◆ TASK ◆
From the data, copy out every line in which the word "impl" appears.

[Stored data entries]
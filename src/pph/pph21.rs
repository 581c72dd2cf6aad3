//! PPh Pasal 21 — progressive withholding on personal income.
//!
//! Amounts are annual. Deductions are opt-in: an input with none of them set
//! taxes the full gross income.

use std::fmt;
use std::str::FromStr;

use rust_decimal::Decimal;
use serde::{Deserialize, Serialize};

use crate::core::money::{require_non_negative, require_positive};
use crate::core::rates::PTKP_MAX_DEPENDENTS;
use crate::core::{PajakError, Pph21Config, PtkpTable, TaxBracket, round_rupiah};

/// PTKP status: `TK/n` (single) or `K/n` (married) with `n` dependents.
#[derive(Debug, Clone, Copy, PartialEq, Eq, Hash, Serialize, Deserialize)]
pub struct PtkpStatus {
    pub married: bool,
    pub dependents: u8,
}

impl PtkpStatus {
    pub fn single(dependents: u8) -> Self {
        Self {
            married: false,
            dependents,
        }
    }

    pub fn married(dependents: u8) -> Self {
        Self {
            married: true,
            dependents,
        }
    }

    /// Annual PTKP amount. Dependents beyond the table maximum do not count,
    /// so `married(5)` is worth the same as `married(3)` under the default table.
    pub fn amount(&self, table: &PtkpTable) -> Decimal {
        let dependents = self.dependents.min(table.max_dependents);
        let mut amount = table.base + table.per_dependent * Decimal::from(dependents);
        if self.married {
            amount += table.married;
        }
        amount
    }
}

impl fmt::Display for PtkpStatus {
    fn fmt(&self, f: &mut fmt::Formatter<'_>) -> fmt::Result {
        let prefix = if self.married { "K" } else { "TK" };
        write!(f, "{prefix}/{}", self.dependents)
    }
}

impl FromStr for PtkpStatus {
    type Err = PajakError;

    /// Accepts `TK/0`, `tk0`, `K/3` and similar. At most one `/`, digits
    /// only, and no more dependents than [`PTKP_MAX_DEPENDENTS`].
    fn from_str(s: &str) -> Result<Self, Self::Err> {
        let unknown = || PajakError::UnknownCategory {
            kind: "PTKP status",
            value: s.into(),
        };
        let code = s.trim().to_ascii_uppercase();
        let (married, rest) = if let Some(rest) = code.strip_prefix("TK") {
            (false, rest)
        } else if let Some(rest) = code.strip_prefix('K') {
            (true, rest)
        } else {
            return Err(unknown());
        };
        let digits = rest.strip_prefix('/').unwrap_or(rest);
        if digits.is_empty() || !digits.bytes().all(|b| b.is_ascii_digit()) {
            return Err(unknown());
        }
        let dependents: u8 = digits.parse().map_err(|_| unknown())?;
        if dependents > PTKP_MAX_DEPENDENTS {
            return Err(unknown());
        }
        Ok(Self {
            married,
            dependents,
        })
    }
}

/// PPh 21 calculation input.
#[derive(Debug, Clone, PartialEq, Serialize, Deserialize)]
pub struct Pph21Input {
    /// Annual gross income.
    pub gross_income: Decimal,
    pub ptkp: Option<PtkpStatus>,
    /// Deduct biaya jabatan (5%, capped).
    pub occupational_cost: bool,
    /// Deduct JKK/JKM insurance contributions.
    pub jkk_jkm: bool,
    /// Deduct pension contributions.
    pub pension: bool,
    /// Any further flat deductions.
    pub other_deductions: Decimal,
}

impl Pph21Input {
    pub fn new(gross_income: Decimal) -> Self {
        Self {
            gross_income,
            ptkp: None,
            occupational_cost: false,
            jkk_jkm: false,
            pension: false,
            other_deductions: Decimal::ZERO,
        }
    }

    pub fn ptkp(mut self, status: PtkpStatus) -> Self {
        self.ptkp = Some(status);
        self
    }

    pub fn occupational_cost(mut self) -> Self {
        self.occupational_cost = true;
        self
    }

    pub fn jkk_jkm(mut self) -> Self {
        self.jkk_jkm = true;
        self
    }

    pub fn pension(mut self) -> Self {
        self.pension = true;
        self
    }

    pub fn other_deductions(mut self, amount: Decimal) -> Self {
        self.other_deductions = amount;
        self
    }
}

/// Deductions applied before the bracket table.
#[derive(Debug, Clone, Default, PartialEq, Serialize, Deserialize)]
pub struct Pph21Deductions {
    pub jkk_jkm: Decimal,
    pub pension: Decimal,
    pub occupational: Decimal,
    /// PTKP.
    pub personal: Decimal,
    pub other: Decimal,
    pub total: Decimal,
}

/// Tax attributed to one bracket.
#[derive(Debug, Clone, PartialEq, Serialize, Deserialize)]
pub struct BracketTax {
    pub lower_bound: Decimal,
    pub upper_bound: Option<Decimal>,
    pub rate: Decimal,
    /// Portion of taxable income falling in this bracket.
    pub taxable: Decimal,
    /// Unrounded `taxable × rate`.
    pub tax: Decimal,
}

/// PPh 21 calculation result.
#[derive(Debug, Clone, PartialEq, Serialize, Deserialize)]
pub struct Pph21Result {
    pub gross_income: Decimal,
    pub deductions: Pph21Deductions,
    /// `max(0, gross_income − deductions.total)`.
    pub taxable_income: Decimal,
    /// Only brackets that received income are listed.
    pub brackets: Vec<BracketTax>,
    /// Annual tax, rounded to whole rupiah.
    pub tax_amount: Decimal,
    /// `tax_amount / 12`, rounded to whole rupiah.
    pub monthly_tax_amount: Decimal,
    pub net_income: Decimal,
    /// `tax_amount / gross_income`.
    pub effective_rate: Decimal,
}

/// Split `taxable` across `brackets`, lowest first.
pub fn bracket_breakdown(taxable: Decimal, brackets: &[TaxBracket]) -> Vec<BracketTax> {
    let mut out = Vec::new();
    let mut remaining = taxable;
    let mut lower_bound = Decimal::ZERO;

    for bracket in brackets {
        if remaining <= Decimal::ZERO {
            break;
        }
        let portion = match bracket.upper_bound {
            Some(upper) => remaining.min(upper - lower_bound),
            None => remaining,
        };
        if portion > Decimal::ZERO {
            out.push(BracketTax {
                lower_bound,
                upper_bound: bracket.upper_bound,
                rate: bracket.rate,
                taxable: portion,
                tax: portion * bracket.rate,
            });
        }
        remaining -= portion;
        if let Some(upper) = bracket.upper_bound {
            lower_bound = upper;
        }
    }
    out
}

/// Progressive tax on `taxable`, unrounded.
pub fn progressive_tax(taxable: Decimal, brackets: &[TaxBracket]) -> Decimal {
    bracket_breakdown(taxable, brackets)
        .iter()
        .map(|b| b.tax)
        .sum()
}

/// Calculate annual PPh 21.
///
/// The configuration is validated first, so a bracket table out of order or a
/// deduction rate above 1 is reported as [`PajakError::Config`].
pub fn calculate_pph21(
    input: &Pph21Input,
    config: &Pph21Config,
) -> Result<Pph21Result, PajakError> {
    config.validate()?;
    let gross = input.gross_income;
    require_positive("gross_income", "gross income", gross)?;
    require_non_negative(
        "other_deductions",
        "other deductions",
        input.other_deductions,
    )?;

    let mut deductions = Pph21Deductions {
        other: input.other_deductions,
        ..Default::default()
    };
    if input.jkk_jkm {
        deductions.jkk_jkm = gross * config.jkk_jkm_rate;
    }
    if input.pension {
        deductions.pension = gross * config.pension_rate;
    }
    if input.occupational_cost {
        deductions.occupational =
            (gross * config.occupational_cost_rate).min(config.occupational_cost_cap);
    }
    if let Some(status) = input.ptkp {
        deductions.personal = status.amount(&config.ptkp);
    }
    deductions.total = deductions.jkk_jkm
        + deductions.pension
        + deductions.occupational
        + deductions.personal
        + deductions.other;

    let taxable_income = (gross - deductions.total).max(Decimal::ZERO);
    let brackets = bracket_breakdown(taxable_income, &config.brackets);
    let tax_amount = round_rupiah(brackets.iter().map(|b| b.tax).sum());

    log::debug!(
        "PPh 21: gross={gross} deductions={} taxable={taxable_income} tax={tax_amount}",
        deductions.total
    );

    Ok(Pph21Result {
        gross_income: gross,
        deductions,
        taxable_income,
        brackets,
        tax_amount,
        monthly_tax_amount: round_rupiah(tax_amount / Decimal::from(12)),
        net_income: gross - tax_amount,
        effective_rate: tax_amount / gross,
    })
}
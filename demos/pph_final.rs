use chrono::{Local, NaiveDate};
use pajak::core::*;
use pajak::pph::*;
use rust_decimal_macros::dec;

fn main() {
    let config = TaxConfig::default();
    let today = Local::now().date_naive();

    // ── PPh Final UMKM at 0.3% ───────────────────────────────────────
    println!("=== PPh Final UMKM (as of {today}) ===\n");

    let scenarios = [
        ("Small workshop", dec!(350_000_000), None),
        ("Registered 2023", dec!(1_200_000_000), Some((2023, 3, 1))),
        ("Registered 2019", dec!(900_000_000), Some((2019, 7, 15))),
        ("Over the ceiling", dec!(5_100_000_000), Some((2024, 1, 1))),
    ];

    for (label, gross, start) in scenarios {
        let mut input = PphFinalInput::new(gross);
        if let Some((y, m, d)) = start {
            input = input.start_date(NaiveDate::from_ymd_opt(y, m, d).unwrap());
        }
        let result = calculate_pph_final(&input, &config.pph_final, today).unwrap();

        println!("  {label}: gross={gross}");
        println!(
            "    tax={} eligible={} final rate applies={}",
            round_rupiah(result.tax_amount),
            result.eligible,
            result.final_rate_applicable()
        );
        if let Some(window) = &result.window {
            println!(
                "    window ends {} ({} days left, expired={})",
                window.expiry_date, window.remaining_days, window.expired
            );
        }
    }

    // ── Switching to PPh 25 once the window has closed ───────────────
    println!("\n=== PPh 25 installments after the window ===\n");

    let (income, expenses) = (dec!(2_400_000_000), dec!(1_650_000_000));
    let input = Pph25Input::from_corporate_profit(income, expenses, &config.pph25).unwrap();
    let input = input.pph_paid(dec!(30_000_000));
    let result = calculate_pph25(&input, &config.pph25).unwrap();
    println!("  estimated annual tax: {}", result.adjusted_base);
    println!("  remaining after payments: {}", result.remaining_tax);
    println!(
        "  monthly installment: {}",
        round_rupiah(result.monthly_installment)
    );
}
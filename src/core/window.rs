//! Fixed-length eligibility windows (e.g. the 4-year PPh Final UMKM period).

use chrono::{Months, NaiveDate};
use serde::{Deserialize, Serialize};

use super::error::PajakError;

/// A window that opens on `start` and closes `years` later.
#[derive(Debug, Clone, Copy, PartialEq, Eq, Serialize, Deserialize)]
pub struct EligibilityWindow {
    pub start: NaiveDate,
    pub years: u32,
}

/// Where a given day falls relative to an [`EligibilityWindow`].
#[derive(Debug, Clone, PartialEq, Eq, Serialize, Deserialize)]
pub struct WindowStatus {
    pub start_date: NaiveDate,
    /// First day on which the window no longer applies.
    pub expiry_date: NaiveDate,
    /// Whole days left until `expiry_date`; zero once expired.
    pub remaining_days: u32,
    pub expired: bool,
    /// Completed years since `start_date`, capped at the window length.
    pub years_elapsed: u32,
    /// True while inside the last year of the window.
    pub final_year: bool,
}

impl EligibilityWindow {
    pub fn new(start: NaiveDate, years: u32) -> Self {
        Self { start, years }
    }

    /// `start + years`. A Feb 29 start lands on Feb 28 in non-leap years.
    pub fn expiry(&self) -> Result<NaiveDate, PajakError> {
        self.anniversary(self.years)
    }

    /// Evaluate the window as of `today`. The clock is never read here.
    pub fn status(&self, today: NaiveDate) -> Result<WindowStatus, PajakError> {
        let expiry_date = self.expiry()?;
        let expired = today >= expiry_date;
        let remaining_days = if expired {
            0
        } else {
            u32::try_from((expiry_date - today).num_days()).unwrap_or(u32::MAX)
        };

        let mut years_elapsed = 0;
        while years_elapsed < self.years && self.anniversary(years_elapsed + 1)? <= today {
            years_elapsed += 1;
        }

        Ok(WindowStatus {
            start_date: self.start,
            expiry_date,
            remaining_days,
            expired,
            years_elapsed,
            final_year: !expired && self.years > 0 && years_elapsed + 1 == self.years,
        })
    }

    fn anniversary(&self, years: u32) -> Result<NaiveDate, PajakError> {
        self.start
            .checked_add_months(Months::new(years.saturating_mul(12)))
            .ok_or_else(|| PajakError::InvalidDate {
                value: self.start.to_string(),
                reason: format!("adding {years} years leaves the supported date range"),
            })
    }
}

/// Parse an ISO 8601 calendar date (`YYYY-MM-DD`).
///
/// The date part of an RFC 3339 timestamp (`2022-01-01T08:00:00Z`) is accepted
/// as well; the time is discarded.
pub fn parse_iso_date(value: &str) -> Result<NaiveDate, PajakError> {
    let trimmed = value.trim();
    let date_part = trimmed.split('T').next().unwrap_or(trimmed);
    NaiveDate::parse_from_str(date_part, "%Y-%m-%d").map_err(|e| PajakError::InvalidDate {
        value: value.into(),
        reason: e.to_string(),
    })
}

◆ ANSWER BOX ◆
impl PtkpStatus {
impl fmt::Display for PtkpStatus {
impl FromStr for PtkpStatus {
impl Pph21Input {
impl EligibilityWindow {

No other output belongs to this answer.